EXERCISE: Tally the lines in the following entries that include the word "annotate"; state only the total.

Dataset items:
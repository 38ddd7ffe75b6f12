//! Partial updates for stored trails.

use super::GraphPayload;
use serde::{Deserialize, Serialize};

/// Partial update for the mutable fields of a trail.
///
/// Each field that is set overwrites the stored value; unset fields are left
/// as they are. The query and creation time are not patchable.
#[derive(Debug, Clone, Default, PartialEq, Eq, Serialize, Deserialize)]
pub struct TrailPatch {
    synthesis: Option<String>,
    nodes: Option<GraphPayload>,
    edges: Option<GraphPayload>,
}

impl TrailPatch {
    /// Creates an empty patch.
    #[must_use]
    pub fn new() -> Self {
        Self::default()
    }

    /// Sets the synthesis text.
    #[must_use]
    pub fn with_synthesis(mut self, synthesis: impl Into<String>) -> Self {
        self.synthesis = Some(synthesis.into());
        self
    }

    /// Sets the graph nodes payload.
    #[must_use]
    pub fn with_nodes(mut self, nodes: impl Into<GraphPayload>) -> Self {
        self.nodes = Some(nodes.into());
        self
    }

    /// Sets the graph edges payload.
    #[must_use]
    pub fn with_edges(mut self, edges: impl Into<GraphPayload>) -> Self {
        self.edges = Some(edges.into());
        self
    }

    /// Returns the synthesis to write, if any.
    #[must_use]
    pub fn synthesis(&self) -> Option<&str> {
        self.synthesis.as_deref()
    }

    /// Returns the nodes payload to write, if any.
    #[must_use]
    pub const fn nodes(&self) -> Option<&GraphPayload> {
        self.nodes.as_ref()
    }

    /// Returns the edges payload to write, if any.
    #[must_use]
    pub const fn edges(&self) -> Option<&GraphPayload> {
        self.edges.as_ref()
    }

    /// Returns `true` when the patch changes nothing.
    #[must_use]
    pub const fn is_empty(&self) -> bool {
        self.synthesis.is_none() && self.nodes.is_none() && self.edges.is_none()
    }
}
//! `PostgreSQL` adapters for trail persistence.

mod models;
mod repository;
mod schema;

pub use repository::{PostgresTrailRepository, TrailPgPool};
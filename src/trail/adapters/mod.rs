//! Adapter implementations for the trail repository port.

pub mod memory;
pub mod postgres;
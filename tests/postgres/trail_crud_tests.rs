//! CRUD tests for the `PostgreSQL` trail repository.

use crate::postgres::helpers::{TestDatabase, test_database};
use chrono::{Duration, Utc};
use diesel::prelude::*;
use diesel::sql_types::Text;
use rstest::rstest;
use serde_json::{Value, json};
use std::collections::HashSet;
use trails::config::TrailsConfig;
use trails::trail::{
    access::Caller,
    domain::{TrailContent, TrailId, TrailPatch},
    ports::{TrailRepository, TrailRepositoryError},
};
use uuid::Uuid;

fn nested_graph() -> Value {
    json!([
        {
            "id": "n1",
            "label": "Rust",
            "metadata": {"tags": ["systems", {"deep": [1, 2.5, {"deeper": [null, true]}]}]}
        },
        {"id": "n2", "label": "Go", "metadata": {}}
    ])
}

#[rstest]
fn create_with_only_query_uses_column_defaults(test_database: TestDatabase) {
    let db = test_database;

    let trail = db
        .rt
        .block_on(db.repo.create(&Caller::Anonymous, &TrailContent::new("rust vs go")))
        .expect("create should succeed");

    assert!(!trail.id().into_inner().is_nil());
    assert_eq!(trail.query(), "rust vs go");
    let drift = (Utc::now() - trail.created_at()).abs();
    assert!(drift < Duration::minutes(1), "created_at drifted by {drift}");
    assert!(trail.synthesis().is_none());
    assert!(trail.nodes().is_none());
    assert!(trail.edges().is_none());
}

#[rstest]
fn repeated_creates_generate_distinct_ids(test_database: TestDatabase) {
    let db = test_database;

    let ids: HashSet<TrailId> = (0..20)
        .map(|n| {
            db.rt
                .block_on(db.repo.create(&Caller::Anonymous, &TrailContent::new(format!("q{n}"))))
                .expect("create should succeed")
                .id()
        })
        .collect();

    assert_eq!(ids.len(), 20);
}

#[rstest]
fn graph_payloads_round_trip_unchanged(test_database: TestDatabase) {
    let db = test_database;
    let nodes = nested_graph();
    let edges = json!([{"source": "n1", "target": "n2", "weight": 0.75, "relation": "compared_with"}]);

    let created = db
        .rt
        .block_on(db.repo.create(
            &Caller::Anonymous,
            &TrailContent::new("graphs")
                .with_synthesis("summary")
                .with_nodes(nodes.clone())
                .with_edges(edges.clone()),
        ))
        .expect("create should succeed");
    let found = db
        .rt
        .block_on(db.repo.find_by_id(&Caller::Anonymous, created.id()))
        .expect("lookup should succeed")
        .expect("trail should exist");

    assert_eq!(found, created);
    assert_eq!(found.nodes().map(|payload| payload.as_value()), Some(&nodes));
    assert_eq!(found.edges().map(|payload| payload.as_value()), Some(&edges));
}

#[derive(QueryableByName)]
struct InsertedId {
    #[diesel(sql_type = Text)]
    id: String,
}

fn insert_raw_nodes(db: &TestDatabase, nodes: &str) -> TrailId {
    let mut conn = db.connect().expect("direct connection");
    let row = diesel::sql_query(
        "INSERT INTO trails (query, nodes) VALUES ('written elsewhere', $1::json) \
         RETURNING id::text AS id",
    )
    .bind::<Text, _>(nodes)
    .get_result::<InsertedId>(&mut conn)
    .expect("raw insert");
    TrailId::from_uuid(Uuid::parse_str(&row.id).expect("uuid text"))
}

#[rstest]
#[case::wide_integer("[123456789012345678901234567890]")]
#[case::long_decimal("[0.10000000000000000000000001]")]
fn externally_written_numbers_read_back_exactly(
    test_database: TestDatabase,
    #[case] nodes: &str,
) {
    let db = test_database;
    let id = insert_raw_nodes(&db, nodes);

    let found = db
        .rt
        .block_on(db.repo.find_by_id(&Caller::Anonymous, id))
        .expect("lookup should succeed")
        .expect("trail should exist");

    assert_eq!(
        found.nodes().map(|payload| payload.as_value().to_string()),
        Some(nodes.to_owned())
    );
}

#[rstest]
fn out_of_range_number_does_not_break_listing(test_database: TestDatabase) {
    let db = test_database;
    let id = insert_raw_nodes(&db, "[1e400]");
    db.rt
        .block_on(db.repo.create(&Caller::Anonymous, &TrailContent::new("ordinary")))
        .expect("create should succeed");

    let recent = db
        .rt
        .block_on(db.repo.list_recent(&Caller::principal(Uuid::new_v4()), 10))
        .expect("listing should succeed");

    let stored = recent
        .iter()
        .find(|trail| trail.id() == id)
        .expect("raw row listed");
    let first = stored
        .nodes()
        .and_then(|payload| payload.as_value().get(0))
        .expect("one node");
    assert!(first.is_number());
    assert!(first.as_f64().is_none());
    assert_eq!(recent.len(), 2);
}

#[rstest]
fn update_is_visible_to_other_callers(test_database: TestDatabase) {
    let db = test_database;
    let writer = Caller::principal(Uuid::new_v4());
    let created = db
        .rt
        .block_on(db.repo.create(&Caller::Anonymous, &TrailContent::new("rust vs go")))
        .expect("create should succeed");

    let updated = db
        .rt
        .block_on(db.repo.update(
            &writer,
            created.id(),
            &TrailPatch::new()
                .with_synthesis("both are fast")
                .with_nodes(nested_graph()),
        ))
        .expect("update should succeed");
    let reread = db
        .rt
        .block_on(db.repo.find_by_id(&Caller::Anonymous, created.id()))
        .expect("lookup should succeed")
        .expect("trail should exist");

    assert_eq!(reread, updated);
    assert_eq!(reread.synthesis(), Some("both are fast"));
    assert!(reread.edges().is_none());
    assert_eq!(reread.created_at(), created.created_at());
}

#[rstest]
fn empty_patch_returns_current_row(test_database: TestDatabase) {
    let db = test_database;
    let created = db
        .rt
        .block_on(db.repo.create(&Caller::Anonymous, &TrailContent::new("q").with_synthesis("s")))
        .expect("create should succeed");

    let unchanged = db
        .rt
        .block_on(db.repo.update(&Caller::Anonymous, created.id(), &TrailPatch::new()))
        .expect("update should succeed");

    assert_eq!(unchanged, created);
}

#[rstest]
#[case(TrailPatch::new().with_synthesis("s"))]
#[case(TrailPatch::new())]
fn update_missing_trail_is_not_found(
    test_database: TestDatabase,
    #[case] patch: TrailPatch,
) {
    let db = test_database;
    let id = TrailId::new();

    let result = db.rt.block_on(db.repo.update(&Caller::Anonymous, id, &patch));

    assert!(matches!(result, Err(TrailRepositoryError::NotFound(missing)) if missing == id));
}

#[rstest]
fn delete_reports_whether_a_row_was_removed(test_database: TestDatabase) {
    let db = test_database;
    let created = db
        .rt
        .block_on(db.repo.create(&Caller::Anonymous, &TrailContent::new("q")))
        .expect("create should succeed");

    let first = db
        .rt
        .block_on(db.repo.delete(&Caller::principal(Uuid::new_v4()), created.id()))
        .expect("delete should succeed");
    let second = db
        .rt
        .block_on(db.repo.delete(&Caller::Anonymous, created.id()))
        .expect("delete should succeed");

    assert!(first);
    assert!(!second);
}

#[rstest]
fn list_recent_orders_newest_first_with_limit(test_database: TestDatabase) {
    let db = test_database;
    for query in ["first", "second", "third"] {
        db.rt
            .block_on(db.repo.create(&Caller::Anonymous, &TrailContent::new(query)))
            .expect("create should succeed");
    }

    let recent = db
        .rt
        .block_on(db.repo.list_recent(&Caller::Anonymous, 2))
        .expect("listing should succeed");
    let queries: Vec<&str> = recent.iter().map(|trail| trail.query()).collect();

    assert_eq!(queries, vec!["third", "second"]);
}

#[rstest]
fn service_end_to_end_over_postgres(test_database: TestDatabase) {
    let db = test_database;
    let config = TrailsConfig::from_toml_str(&format!(
        "[database]\nurl = \"{}\"\nmax_connections = 2\n\n[trails]\nrecent_limit = 5\n",
        db.url
    ))
    .expect("config parses");
    let service = config.postgres_service().expect("service builds");
    assert_eq!(service.recent_limit(), 5);

    let recorded = db
        .rt
        .block_on(service.record(&Caller::Anonymous, TrailContent::new("rust vs go")))
        .expect("record should succeed");
    db.rt
        .block_on(service.annotate(
            &Caller::principal(Uuid::new_v4()),
            recorded.id(),
            TrailPatch::new()
                .with_synthesis("both compile to native code")
                .with_nodes(json!([{"id": "rust"}, {"id": "go"}])),
        ))
        .expect("annotate should succeed");
    let listed = db
        .rt
        .block_on(service.list_recent(&Caller::principal(Uuid::new_v4())))
        .expect("listing should succeed");

    let first = listed.first().expect("one trail listed");
    assert_eq!(first.id(), recorded.id());
    assert_eq!(first.synthesis(), Some("both compile to native code"));

    db.rt
        .block_on(service.delete(&Caller::Anonymous, recorded.id()))
        .expect("delete should succeed");
    let gone = db
        .rt
        .block_on(service.find(&Caller::Anonymous, recorded.id()))
        .expect("lookup should succeed");
    assert!(gone.is_none());
}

WORKED SOLUTION: 2